The Obama-Olympic Link: A Pitch For Softball, Too?
By Philip Hersh
LAUSANNE, Switzerland — Not only is Barack Obama viewed as an asset to Chicago’s 2016 Olympic bid, he can help women’s softball in its battle to return to the Olympics.
At least that’s the way France’s daily sports paper, L’Equipe, sees it.
A story in Wednesday’s editions of L’Equipe about the seven sports trying to get onto the Olympic program was illustrated with just one photo: Obama at the June 6 rally in Chicago after the IOC named the city one of four finalists for the 2016 Summer Games.
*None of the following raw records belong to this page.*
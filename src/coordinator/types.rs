//! Service state types.
//!
//! Defines the state machine for the replication service lifecycle.
//!
//! # State Transitions
//!
//! ```text
//!                  start()
//! Created ───────────────────→ Starting ──────────────→ Failed
//!    │                              │   (no watermark,
//!    │                              │    store error)
//!    │                              ↓
//!    │          resume()        Running ─────────────→ RollbackRequired
//!    │        ┌──────────────→    │  │  (divergence)
//!    │        │                   │  │
//!    │      Paused ←──────────────┘  │ (fetcher aborted)
//!    │        (pause(), failed batch)└──────────────→ Failed
//!    │
//!    │ shutdown() (from any non-terminal state)
//!    ↓
//! ShuttingDown ──→ Stopped
//! ```
//!
//! # State Descriptions
//!
//! - **Created**: After `ReplicationService::new()`. Nothing running.
//! - **Starting**: Loading the watermark and spawning tasks.
//! - **Running**: Fetching and applying.
//! - **Paused**: No new reads. Either requested, or a batch failed and the
//!   service waits for [`ResumeMode`].
//! - **RollbackRequired**: Divergence handed to the rollback handler.
//! - **ShuttingDown**: Draining delivered operations.
//! - **Stopped**: Clean shutdown complete.
//! - **Failed**: Unrecoverable error. Check logs.

use crate::error::ErrorKind;
use crate::fetcher::{FetcherState, RollbackReason, Watermark};
use crate::oplog::OpTime;

/// State of the replication service.
///
/// See module docs for the state transition diagram.
#[derive(Debug, Clone, Copy, PartialEq, Eq)]
pub enum ServiceState {
    Created,
    Starting,
    Running,
    Paused,
    RollbackRequired,
    ShuttingDown,
    Stopped,
    Failed,
}

impl ServiceState {
    /// No further transitions except `shutdown()` bookkeeping.
    pub fn is_terminal(&self) -> bool {
        matches!(self, Self::RollbackRequired | Self::Stopped | Self::Failed)
    }

    pub fn can_transition_to(&self, to: ServiceState) -> bool {
        match (self, to) {
            (from, to) if *from == to => false,
            (Self::Stopped, _) => false,
            (Self::ShuttingDown, to) => to == Self::Stopped,
            (Self::RollbackRequired | Self::Failed, to) => to == Self::ShuttingDown,
            _ => true,
        }
    }
}

impl std::fmt::Display for ServiceState {
    fn fmt(&self, f: &mut std::fmt::Formatter<'_>) -> std::fmt::Result {
        match self {
            ServiceState::Created => write!(f, "Created"),
            ServiceState::Starting => write!(f, "Starting"),
            ServiceState::Running => write!(f, "Running"),
            ServiceState::Paused => write!(f, "Paused"),
            ServiceState::RollbackRequired => write!(f, "RollbackRequired"),
            ServiceState::ShuttingDown => write!(f, "ShuttingDown"),
            ServiceState::Stopped => write!(f, "Stopped"),
            ServiceState::Failed => write!(f, "Failed"),
        }
    }
}

/// What to do with a batch that failed to apply.
#[derive(Debug, Clone, Copy, PartialEq, Eq)]
pub enum ResumeMode {
    /// Apply the failed batch again.
    Retry,
    /// Drop the failed batch and continue with the next one.
    SkipFailed,
}

/// A batch the applier could not apply, kept for an operator decision.
#[derive(Debug, Clone, PartialEq)]
pub struct FailedBatch {
    /// `single_op`, `cud_batch` or `namespace_job`.
    pub batch: &'static str,
    pub first: OpTime,
    pub last: OpTime,
    pub ops: usize,
    pub kind: ErrorKind,
    pub error: String,
}

/// How the fetcher terminated, as reported through its view.
#[derive(Debug, Clone, PartialEq)]
pub enum FetchOutcome {
    Finished,
    Aborted { kind: ErrorKind, message: String },
    Rollback(RollbackReason),
}

/// Snapshot for health endpoints. Collected without I/O.
#[derive(Debug, Clone)]
pub struct HealthCheck {
    pub state: ServiceState,
    /// Running and the fetcher is streaming or selecting a source.
    pub ready: bool,
    /// Ready, no failed batch, and apply lag within SLO.
    pub healthy: bool,
    pub fetcher_state: Option<FetcherState>,
    pub fetched: Option<Watermark>,
    pub applied: Option<Watermark>,
    /// Delivered but not yet applied.
    pub pending_ops: u64,
    pub apply_lag_secs: u64,
    pub current_source: Option<String>,
    pub failed_batch: Option<FailedBatch>,
    pub fetch_outcome: Option<FetchOutcome>,
}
Said the photo caption: “Even before being elected President of the United States, Barack Obama had supported the Olympic candidature of his city. A serious lift for the city in Illinois, which is also the land of. . .softball.”
A sidebar to the main story, headlined, “Obama, the softball asset,” notes not only some specific backing Obama already has given the bid (including his video message shown at the annual meeting of the European Olympic Committees in Istanbul last month) but his potential for boosting softball.
“(In Istanbul), he appealed for votes for his city, explaining that the Games could help close the gaps between his country and the rest of the world (created) under the administration of George Bush,” L’Equipe wrote. “At the same time, he gave a push to softball, a sport born in Chicago Thanksgiving Day 1887.”
Women’s softball made its Olympic debut in 1996 and its swan song this year in Beijing, having been dropped from the program in an IOC vote three years ago.
Its first chance to return would be at the 2016 Games.
The IOC will decide in October — at the same meeting when it picks the 2016 host — whether to add any sports. Softball, baseball (also eliminated after 2008), golf, rugby sevens, squash, karate and roller sports all are campaigning for an Olympic place. No more than two can make it, and the IOC could choose to add one or none.